Exercise brief
Search the records below for the word "when". Copy each line where it occurs.

Stored items

//! Session persistence: auth cookies and the last used model preference.
//!
//! The backing record is a small JSON document. Version 1 files were a bare
//! array of cookies; they are migrated to the current schema the first time
//! they are read. Persistence is best-effort: write failures are logged and
//! never abort a query.

use std::io::ErrorKind;
use std::path::{Path, PathBuf};
use std::sync::Mutex;

use anyhow::{Context, Result};
use chrono::{DateTime, Utc};
use serde::{Deserialize, Deserializer, Serialize};
use tracing::{debug, warn};

use crate::models::{self, ModelIdentifier};

pub const CURRENT_VERSION: u32 = 2;

#[derive(Debug, Clone, PartialEq, Serialize, Deserialize)]
#[serde(rename_all = "camelCase")]
pub struct CookieRecord {
    pub name: String,
    pub value: String,
    #[serde(default)]
    pub domain: String,
    #[serde(default = "default_cookie_path")]
    pub path: String,
    /// seconds since epoch, `None` or negative for session cookies
    #[serde(default)]
    pub expires: Option<f64>,
    #[serde(default)]
    pub http_only: bool,
    #[serde(default)]
    pub secure: bool,
    #[serde(default, skip_serializing_if = "Option::is_none")]
    pub same_site: Option<String>,
}

fn default_cookie_path() -> String {
    "/".to_string()
}

#[derive(Debug, Clone, Copy, PartialEq, Eq, Serialize, Deserialize)]
#[serde(rename_all = "lowercase")]
pub enum SelectionMethod {
    Manual,
    Automated,
    Cli,
    Legacy,
    Migrated,
}

#[derive(Debug, Clone, PartialEq, Serialize, Deserialize)]
#[serde(rename_all = "camelCase")]
pub struct SelectionHistory {
    pub last_selection: DateTime<Utc>,
    pub selection_method: SelectionMethod,
    #[serde(default)]
    pub fallback_used: bool,
}

#[derive(Debug, Clone, PartialEq, Serialize, Deserialize)]
#[serde(rename_all = "camelCase")]
pub struct SessionRecord {
    #[serde(default = "legacy_version")]
    pub version: u32,
    #[serde(default)]
    pub cookies: Vec<CookieRecord>,
    #[serde(default, deserialize_with = "lenient_model")]
    pub preferred_model: Option<ModelIdentifier>,
    #[serde(default)]
    pub model_selection_history: Option<SelectionHistory>,
    #[serde(default = "Utc::now")]
    pub last_used: DateTime<Utc>,
}

fn legacy_version() -> u32 {
    1
}

// an unknown tag or a non-string value is treated as "no preference"
fn lenient_model<'de, D>(deserializer: D) -> std::result::Result<Option<ModelIdentifier>, D::Error>
where
    D: Deserializer<'de>,
{
    let raw: Option<serde_json::Value> = Option::deserialize(deserializer)?;
    Ok(raw
        .as_ref()
        .and_then(serde_json::Value::as_str)
        .and_then(models::parse_alias))
}

impl SessionRecord {
    pub fn new(cookies: Vec<CookieRecord>) -> Self {
        Self {
            version: CURRENT_VERSION,
            cookies,
            preferred_model: None,
            model_selection_history: None,
            last_used: Utc::now(),
        }
    }

    /// Wrap a version 1 cookie array into the current schema.
    pub fn from_legacy(cookies: Vec<CookieRecord>) -> Self {
        let now = Utc::now();
        Self {
            version: CURRENT_VERSION,
            cookies,
            preferred_model: None,
            model_selection_history: Some(SelectionHistory {
                last_selection: now,
                selection_method: SelectionMethod::Migrated,
                fallback_used: false,
            }),
            last_used: now,
        }
    }

    fn bump_version(&mut self) {
        self.version = self.version.max(CURRENT_VERSION);
    }
}

/// Narrow key-value interface the query core talks to.
pub trait SessionStore: Send + Sync {
    fn load(&self) -> Option<SessionRecord>;

    /// Merge cookies (and the preferred model when given) into the record.
    fn save(&self, cookies: Vec<CookieRecord>, preferred_model: Option<ModelIdentifier>);

    fn save_preferred_model(
        &self,
        model: ModelIdentifier,
        method: SelectionMethod,
        fallback_used: bool,
    );

    fn clear(&self);

    fn preferred_model(&self) -> Option<ModelIdentifier> {
        self.load().and_then(|r| r.preferred_model)
    }
}

fn merge_cookies(
    existing: Option<SessionRecord>,
    cookies: Vec<CookieRecord>,
    preferred_model: Option<ModelIdentifier>,
) -> SessionRecord {
    let mut record = existing.unwrap_or_else(|| SessionRecord::new(Vec::new()));
    record.cookies = cookies;
    if preferred_model.is_some() {
        record.preferred_model = preferred_model;
    }
    record.bump_version();
    record.last_used = Utc::now();
    record
}

fn merge_preference(
    existing: Option<SessionRecord>,
    model: ModelIdentifier,
    method: SelectionMethod,
    fallback_used: bool,
) -> SessionRecord {
    let now = Utc::now();
    let mut record = existing.unwrap_or_else(|| SessionRecord::new(Vec::new()));
    record.preferred_model = Some(model);
    record.model_selection_history = Some(SelectionHistory {
        last_selection: now,
        selection_method: method,
        fallback_used,
    });
    record.bump_version();
    record.last_used = now;
    record
}

// ---------------------------------------------------------------------------
// file-backed store
// ---------------------------------------------------------------------------

pub struct FileSessionStore {
    path: PathBuf,
}

impl FileSessionStore {
    pub fn new(path: impl Into<PathBuf>) -> Self {
        Self { path: path.into() }
    }

    pub fn default_path() -> PathBuf {
        dirs::data_local_dir()
            .or_else(dirs::data_dir)
            .unwrap_or_else(|| PathBuf::from("."))
            .join("prompt-pilot")
            .join("session.json")
    }

    pub fn path(&self) -> &Path {
        &self.path
    }

    fn read(&self) -> Result<Option<SessionRecord>> {
        let raw = match std::fs::read_to_string(&self.path) {
            Ok(raw) => raw,
            Err(e) if e.kind() == ErrorKind::NotFound => return Ok(None),
            Err(e) => {
                return Err(e).with_context(|| format!("failed to read {}", self.path.display()))
            }
        };

        let value: serde_json::Value =
            serde_json::from_str(&raw).context("session file is not valid JSON")?;

        if value.is_array() {
            let cookies: Vec<CookieRecord> =
                serde_json::from_value(value).context("legacy cookie array is malformed")?;
            debug!(count = cookies.len(), "migrating legacy session file");
            let record = SessionRecord::from_legacy(cookies);
            // the migrated record is still usable when the rewrite fails
            if let Err(e) = self.write(&record) {
                warn!(path = %self.path.display(), "could not rewrite migrated session file: {e:#}");
            }
            return Ok(Some(record));
        }

        let record: SessionRecord =
            serde_json::from_value(value).context("session record is malformed")?;
        if record.version > CURRENT_VERSION {
            debug!(version = record.version, "session file written by a newer version");
        }
        Ok(Some(record))
    }

    fn write(&self, record: &SessionRecord) -> Result<()> {
        if let Some(parent) = self.path.parent() {
            std::fs::create_dir_all(parent)
                .with_context(|| format!("failed to create {}", parent.display()))?;
        }
        let json = serde_json::to_string_pretty(record)?;
        // write next to the target then rename so a crash never leaves half a file
        let tmp = self.path.with_extension("json.tmp");
        std::fs::write(&tmp, json).with_context(|| format!("failed to write {}", tmp.display()))?;
        std::fs::rename(&tmp, &self.path)
            .with_context(|| format!("failed to replace {}", self.path.display()))?;
        Ok(())
    }
}

impl SessionStore for FileSessionStore {
    fn load(&self) -> Option<SessionRecord> {
        match self.read() {
            Ok(record) => record,
            Err(e) => {
                warn!(path = %self.path.display(), "ignoring unreadable session file: {e:#}");
                None
            }
        }
    }

    fn save(&self, cookies: Vec<CookieRecord>, preferred_model: Option<ModelIdentifier>) {
        let record = merge_cookies(self.load(), cookies, preferred_model);
        if let Err(e) = self.write(&record) {
            warn!("failed to save session: {e:#}");
        }
    }

    fn save_preferred_model(
        &self,
        model: ModelIdentifier,
        method: SelectionMethod,
        fallback_used: bool,
    ) {
        let record = merge_preference(self.load(), model, method, fallback_used);
        if let Err(e) = self.write(&record) {
            warn!("failed to save model preference: {e:#}");
        }
    }

    fn clear(&self) {
        match std::fs::remove_file(&self.path) {
            Ok(()) => debug!(path = %self.path.display(), "session cleared"),
            Err(e) if e.kind() == ErrorKind::NotFound => {}
            Err(e) => warn!("failed to clear session: {e}"),
        }
    }
}

// ---------------------------------------------------------------------------
// in-memory store
// ---------------------------------------------------------------------------

/// Store that never touches disk. Used by `--ephemeral` runs and tests.
#[derive(Default)]
pub struct MemorySessionStore {
    record: Mutex<Option<SessionRecord>>,
}

impl MemorySessionStore {
    pub fn new() -> Self {
        Self::default()
    }

    pub fn with_record(record: SessionRecord) -> Self {
        Self {
            record: Mutex::new(Some(record)),
        }
    }

    fn slot(&self) -> std::sync::MutexGuard<'_, Option<SessionRecord>> {
        // a poisoned lock only means a panicking test; the data is still usable
        self.record
            .lock()
            .unwrap_or_else(std::sync::PoisonError::into_inner)
    }
}

impl SessionStore for MemorySessionStore {
    fn load(&self) -> Option<SessionRecord> {
        self.slot().clone()
    }

    fn save(&self, cookies: Vec<CookieRecord>, preferred_model: Option<ModelIdentifier>) {
        let mut slot = self.slot();
        let record = merge_cookies(slot.take(), cookies, preferred_model);
        *slot = Some(record);
    }

    fn save_preferred_model(
        &self,
        model: ModelIdentifier,
        method: SelectionMethod,
        fallback_used: bool,
    ) {
        let mut slot = self.slot();
        let record = merge_preference(slot.take(), model, method, fallback_used);
        *slot = Some(record);
    }

    fn clear(&self) {
        *self.slot() = None;
    }
}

Task result
    /// Merge cookies (and the preferred model when given) into the record.
            // the migrated record is still usable when the rewrite fails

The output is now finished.